Tributes have been made for a family gunned down by Russian forces as they fled the Ukrainian city of Irpin along an "evacuation corridor."
Tatiana Perebeinis, who was killed on Sunday along with her children Alisa, 9, and 18-year-old Nikita, had waited as long as she could in Irpin to stay by her sick mother's side.
But when her house was shelled by the Russian military, she had no choice to flee through what was meant to be a safe passage out of the city - a humanitarian corridor.
"She was like a big sister to all of us, she was kind, helpful, understanding, just everything was good about her," her colleague at tech firm SE Ranking, Ksenia Khirvonnia, told ITV News.
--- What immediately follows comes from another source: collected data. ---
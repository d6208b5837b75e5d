//! Shared transcript parsing utilities.
//!
//! This module contains the pure building blocks the
//! [`TranscriptParser`](crate::parser::TranscriptParser) and the statistics
//! aggregator are built from:
//! - [`header`] - header-line classification
//! - [`datetime`] - timestamp resolution

pub mod datetime;
pub mod header;

pub use datetime::resolve_datetime;
pub use header::{HeaderPattern, is_header_line};
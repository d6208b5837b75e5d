//! Plain-text report writer.
//!
//! Renders [`ChatStats`] as a terminal report: an overall block followed by
//! bar charts for each per-user figure, hours of the day, months and the
//! busiest days. Bars are scaled to the largest value in their block.

use std::fs;

use chrono::NaiveDateTime;

use crate::core::stats::ChatStats;
use crate::error::ChatstatError;

/// Width in characters of the longest bar in a block.
const BAR_WIDTH: usize = 30;

const BAR_CHAR: char = '█';

/// Writes the text report to a file.
pub fn write_text(stats: &ChatStats, output_path: &str) -> Result<(), ChatstatError> {
    fs::write(output_path, to_text(stats))?;
    Ok(())
}

/// Renders the text report.
pub fn to_text(stats: &ChatStats) -> String {
    let mut out = String::new();

    let mut overall = vec![
        ("From".to_string(), format_instant(stats.from)),
        ("To".to_string(), format_instant(stats.to)),
        ("Total Messages".to_string(), stats.total_messages.to_string()),
        ("Total Words".to_string(), stats.total_words.to_string()),
        ("Total Letters".to_string(), stats.total_letters.to_string()),
        ("Total Media".to_string(), stats.total_media.to_string()),
    ];
    if stats.unparseable_datetimes > 0 {
        overall.push((
            "Unparseable Timestamps".to_string(),
            stats.unparseable_datetimes.to_string(),
        ));
    }
    render_list(&mut out, "Overall Statistics", &overall);

    let per_user = |f: fn(&crate::core::stats::UserStats) -> f64| -> Vec<(String, u64)> {
        stats
            .per_user
            .iter()
            .map(|u| (u.name.clone(), round(f(u))))
            .collect()
    };
    render_bars(&mut out, "Messages per User", &per_user(|u| u.messages as f64));
    render_bars(&mut out, "Words per User", &per_user(|u| u.words as f64));
    render_bars(&mut out, "Letters per User", &per_user(|u| u.letters as f64));
    render_bars(
        &mut out,
        "Average Letters per Message",
        &per_user(|u| u.avg_letters_per_message),
    );
    render_bars(&mut out, "Media Files per User", &per_user(|u| u.media as f64));

    let hours: Vec<(String, u64)> = stats
        .messages_per_hour
        .iter()
        .enumerate()
        .map(|(h, &count)| (format!("{}:00 - {}:00", h, h + 1), count as u64))
        .collect();
    render_bars(&mut out, "Messages per Hour of Day", &hours);

    let months: Vec<(String, u64)> = stats
        .messages_per_month
        .iter()
        .map(|p| (p.key.clone(), p.count as u64))
        .collect();
    render_bars(&mut out, "Messages per Month", &months);

    let days: Vec<(String, u64)> = stats
        .top_days
        .iter()
        .map(|p| (p.key.clone(), p.count as u64))
        .collect();
    render_bars(&mut out, "Days with Most Messages", &days);

    out
}

fn format_instant(at: Option<NaiveDateTime>) -> String {
    at.map(|at| at.format("%Y-%m-%d %H:%M").to_string())
        .unwrap_or_else(|| "-".to_string())
}

#[allow(clippy::cast_possible_truncation, clippy::cast_sign_loss)]
fn round(value: f64) -> u64 {
    value.round().max(0.0) as u64
}

fn render_heading(out: &mut String, heading: &str) {
    out.push_str(heading);
    out.push('\n');
    out.push_str(&"─".repeat(heading.chars().count()));
    out.push('\n');
}

fn render_list(out: &mut String, heading: &str, rows: &[(String, String)]) {
    render_heading(out, heading);
    for (key, value) in rows {
        out.push_str(&format!("{key}: {value}\n"));
    }
    out.push('\n');
}

fn render_bars(out: &mut String, heading: &str, rows: &[(String, u64)]) {
    render_heading(out, heading);

    let max = rows.iter().map(|(_, v)| *v).max().unwrap_or(0).max(1);
    let key_width = rows.iter().map(|(k, _)| k.chars().count()).max().unwrap_or(0);

    for (key, value) in rows {
        let bar = String::from(BAR_CHAR).repeat(bar_len(*value, max));
        let pad = key_width - key.chars().count();
        out.push_str(&format!(
            "{key}{}  {bar:<width$}  {value}\n",
            " ".repeat(pad),
            width = BAR_WIDTH
        ));
    }
    out.push('\n');
}

#[allow(clippy::cast_possible_truncation, clippy::cast_sign_loss)]
fn bar_len(value: u64, max: u64) -> usize {
    ((value as f64 / max as f64) * BAR_WIDTH as f64).round() as usize
}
"She was one of the pillars of our company, she was a great specialist. She always knew the answers to all of our questions... she was very important to the company in general and every one of us.
"She was a great mother, a great colleague, a great wife and a great daughter."
Tatiana, 43, who is called Tanya by friends, had been living in Irpin since 2014, having previously fled Donetsk in the east of Ukraine during the 2014 conflict with Russia.
Russia had agreed to humanitarian corridors for residents to safely leave various cities in Ukraine, but its troops broke ceasefires, according to senior officials.
'There are no words to describe the pain': Tanya Perebeinis' colleague pays tribute to her friend
The result was thousands of residents across the country fearing for their lives on what were meant to be safe passages.
"This is just heartbreaking. We cannot forgive it and there are no words to describe the pain of her close people, all of us... we're just devastated, saddened, there are no words to describe it," said Ksenia.
"We are shocked... the thing we want to do now is to share the story and not to make her and her kids' death just more statistics of the losses of the war.
"They were real people, they were great people, they had a life to live and it was just brutally taken away from them for nothing."
Ksenia Khirvonnia said she wants the world to know that Tanya, Nikita and Alisa Perebeinis had lives ahead of them that were "brutally taken away from them for nothing"
Ksenia added that Tanya's husband "lost everything he had in his life."
She recalled how they went on a corporate holiday together to Georgia and how Tanya's bravery convinced her to paraglide with her.
Those moments "will always live" with her, she said.
Tanya's children were her "pride." Her son, Nikita, was choosing his university before Russia began invading his country.
Alisa, meanwhile, once visited their office and played with her mum's colleagues
"I couldn't do nothing but admire her as a person and a mother... because she had those two good values," Ksenia said.
"She was forced to leave Donetsk in 2014 when Russia first occupied the eastern regions of Ukraine and started the war there so she was a refugee back then but she didn't lose her positive attitude to life, her courage, her sense of humour.
"She always cheered everyone around up and she started a new life in Kyiv, bought a new apartment with her husband.
"They were doing great and they had plans for their future and I think it's such a big injustice that their lives had to end this way that I can't describe it in words. I just wish that the Russian army ceased to exist."